Introduction

Current practice and recommendations regarding bowel preparation before elective colorectal surgery to reduce the incidence of anastomotic leakage (AL) and surgical site infections (SSIs) remain controversial. Mechanical bowel preparation (MBP), once routinely used, may cause preoperative dehydration, electrolyte disturbance, and discomfort, and failed to demonstrate any clear benefit over no bowel preparation (NBP) [1,2,3,4,5]. European [6] and Italian [7] enhanced recovery after surgery (ERAS) societies’ guidelines currently recommend NBP, albeit leaving room for oral antibiotics (oA) alone or in combination with MBP [8]. At the same time, results of large retrospective population-based studies of the American College of Surgeons National Surgical Quality Improvement Program (ACS-NSQIP) suggested that MBP combined with oral antibiotics (MoABP) significantly decreased the rates of SSIs and overall morbidity (OM) compared to NBP [9,10,11,12,13], inducing four large North-American societies (The American Society of Colon and Rectal Surgeons, the Society of American Gastrointestinal and Endoscopic Surgeons, the American Society for Enhanced Recovery, and the Perioperative Quality Initiative) to recommend MoABP [14,15,16]. As a consequence, the use of MoABP is currently reported by 50% of Austrian–German [17] and by 80% of North American [18] surgeons. During the last 8 years, one RCT was launched comparing NBP with MoABP [19], two MoABP with oA [20, 21], and one MoABP with MBP for rectal cancer [22]. To the best of our knowledge, only one [22] of these trials recently completed the planned enrollment and none published its final results yet [23]. An interesting four-arm RCT comparing NBP with oA, MBP, and MoABP for colon resections [24] was recently closed before completion due to poor accrual. Meanwhile, one RCT comparing NBP with MoABP [25] failed to detect significant differences in SSIs and AL rates but was largely underpowered; oA showed a significant reduction of SSI rates in two RCTs, either alone [26, 27] or combined with MBP [26], and an international multicenter RCT comparing oA with MoABP [28] is currently still recruiting. Finally, one RCT reported that MoABP significantly reduced SSI rates compared to MBP after colorectal resections [29], and another that MoABP significantly reduced both SSI and AL rates compared to MBP after rectal resections [30].

Very recently, the European Association of Endoscopic Surgery, the European Society of ColoProctology, and the Society of American Gastrointestinal and Endoscopic Surgeons published a joint guideline [31] based on a previous systematic review and network meta-analysis [32], with a conditional recommendation for MoABP, supported by low-quality evidence due to variable adherence to preoperative intravenous antibiotic prophylaxis (PIVAP) and great heterogeneity regarding oA schedules [33].
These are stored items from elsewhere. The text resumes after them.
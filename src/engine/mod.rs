//! The runtime codec: source text ↔ self-delimiting Latin codes.
//!
//! A [`Transliterator`] is built from one validated [`MappingTable`] and
//! never mutates it, so one instance may serve unboundedly many concurrent
//! calls. Decoding is a two-state scan: an escape marker starts a
//! fixed-grammar escape token, an uppercase letter starts a code, anything
//! else passes through verbatim.

mod escape;
#[cfg(test)]
mod tests;

use std::path::Path;

use crate::codespace::ESCAPE_MARKER;
use crate::stats::CoverageStats;
use crate::table::{MappingTable, StoreError, Strategy};
use crate::unicode;

/// Encoder knobs. The hex fallback is on by default, which makes
/// [`Transliterator::to_latin`] total over arbitrary input.
#[derive(Debug, Clone, Copy)]
pub struct EngineOptions {
    pub hex_fallback: bool,
}

impl Default for EngineOptions {
    fn default() -> Self {
        Self { hex_fallback: true }
    }
}

#[derive(Debug, Clone, Copy, PartialEq, Eq, thiserror::Error)]
pub enum EncodeError {
    #[error("unmappable character {character:?} at char {pos} (hex fallback disabled)")]
    UnmappableCharacter { character: char, pos: usize },
}

/// The input is not a valid output of this mapping. Per-call and local: a
/// failed decode leaves the engine untouched.
#[derive(Debug, Clone, Copy, PartialEq, Eq, thiserror::Error)]
pub enum DecodeError {
    #[error("no declared code length matches at char {pos} (initial {initial:?})")]
    UnknownCode { initial: char, pos: usize },

    #[error("truncated escape sequence at char {pos}")]
    TruncatedEscape { pos: usize },

    #[error("invalid hex digit in escape payload at char {pos}")]
    InvalidHexPayload { pos: usize },

    #[error("escape payload {value:#06x} is not a Unicode scalar value (at char {pos})")]
    InvalidCodePoint { value: u32, pos: usize },
}

pub struct Transliterator {
    table: MappingTable,
    options: EngineOptions,
}

impl Transliterator {
    pub fn new(table: MappingTable) -> Self {
        Self::with_options(table, EngineOptions::default())
    }

    pub fn with_options(table: MappingTable, options: EngineOptions) -> Self {
        Self { table, options }
    }

    /// Load a mapping artifact and build an engine on it. Validation runs
    /// as part of the load.
    pub fn open(path: &Path) -> Result<Self, StoreError> {
        Ok(Self::new(MappingTable::open(path)?))
    }

    /// Load the conventional per-strategy artifact `<strategy>.tlm` from a
    /// directory.
    pub fn open_strategy(dir: &Path, strategy: Strategy) -> Result<Self, StoreError> {
        Ok(Self::new(MappingTable::open(
            &dir.join(format!("{strategy}.tlm")),
        )?))
    }

    pub fn table(&self) -> &MappingTable {
        &self.table
    }

    /// Encode source text as Latin codes.
    ///
    /// Mapped characters become their codes. ASCII letters and the escape
    /// marker are escaped literally; digits, punctuation and line
    /// whitespace pass through bare; everything else takes the hex escape,
    /// so any input round-trips.
    pub fn to_latin(&self, text: &str) -> Result<String, EncodeError> {
        let mut out = String::with_capacity(text.len());
        for (pos, ch) in text.chars().enumerate() {
            if let Some(code) = self.table.code_for(ch) {
                out.push_str(code);
            } else if unicode::needs_literal_escape(ch) {
                escape::push_literal(&mut out, ch);
            } else if unicode::is_bare_passthrough(ch) {
                out.push(ch);
            } else if self.options.hex_fallback {
                escape::push_code_point(&mut out, ch);
            } else {
                return Err(EncodeError::UnmappableCharacter { character: ch, pos });
            }
        }
        Ok(out)
    }

    /// Decode Latin codes back to source text, byte-for-byte.
    pub fn from_latin(&self, latin: &str) -> Result<String, DecodeError> {
        let chars: Vec<char> = latin.chars().collect();
        let mut out = String::with_capacity(latin.len());
        let mut i = 0;

        while i < chars.len() {
            let ch = chars[i];
            if ch == ESCAPE_MARKER {
                let (decoded, consumed) = escape::parse(&chars, i)?;
                out.push(decoded);
                i += consumed;
            } else if unicode::is_code_head(ch) {
                let (character, consumed) = self.match_code(&chars, i)?;
                out.push(character);
                i += consumed;
            } else {
                out.push(ch);
                i += 1;
            }
        }
        Ok(out)
    }

    /// Match the code starting at `start`, longest declared length first.
    ///
    /// A candidate of length L is the uppercase initial plus the next L-1
    /// chars, admissible only when all of them are lowercase letters. Codes
    /// all start uppercase, so the only ambiguity is how many lowercase
    /// letters this code consumes, resolved by preferring the longest
    /// length the table declares for this initial.
    fn match_code(&self, chars: &[char], start: usize) -> Result<(char, usize), DecodeError> {
        let initial = chars[start];
        for &len in self.table.declared_lengths(initial) {
            if start + len > chars.len() {
                continue;
            }
            if !chars[start + 1..start + len]
                .iter()
                .all(|&c| unicode::is_code_tail(c))
            {
                continue;
            }
            let candidate: String = chars[start..start + len].iter().collect();
            if let Some(character) = self.table.char_for(&candidate) {
                return Ok((character, len));
            }
        }
        Err(DecodeError::UnknownCode { initial, pos: start })
    }

    /// How much of `text` the mapping covers directly (the rest goes
    /// through passthrough or escapes).
    pub fn coverage(&self, text: &str) -> CoverageStats {
        let mut stats = CoverageStats::default();
        for ch in text.chars() {
            stats.total += 1;
            if self.table.code_for(ch).is_some() {
                stats.mapped += 1;
            } else {
                stats.unmapped += 1;
            }
        }
        stats
    }

    /// Round-trip check for one text.
    pub fn is_lossless(&self, text: &str) -> bool {
        match self.to_latin(text) {
            Ok(latin) => matches!(self.from_latin(&latin), Ok(restored) if restored == text),
            Err(_) => false,
        }
    }
}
The relevant heterogeneity of the available evidence induced the Italian ColoRectal Anastomotic Leakage (iCral) study group to estimate the effects of NBP in patients treated with PIVAP before elective colorectal surgery (treatment variable) in comparison to three other treatments (oA, MBP, MoABP) on a large dataset derived from two prospective multicenter open-label observational studies [34, 35]. Several recent studies of propensity score estimation showed that machine learning methods outperform logistic regression models with iterative variable sections in terms of bias reduction and mean-squared error [36] and may be advantageous in multiple treatment settings [37]. Therefore, a multi-treatment analysis based on machine learning procedures was used to compare four bowel preparation modalities before elective colorectal surgery.

Methods

Study design, participants, and setting

This was a secondary unplanned ad hoc multi-treatment re-analysis of two prospective cohorts of patients who had undergone colorectal surgery for malignant and benign diseases based on machine-learning procedures. A total of 8359 patients who underwent colorectal resection with anastomosis were enrolled in two consecutive studies upon explicit inclusion/exclusion criteria in 78 surgical centers in Italy from January 2019 to September 2021: iCral2 [34] and iCral3 [35].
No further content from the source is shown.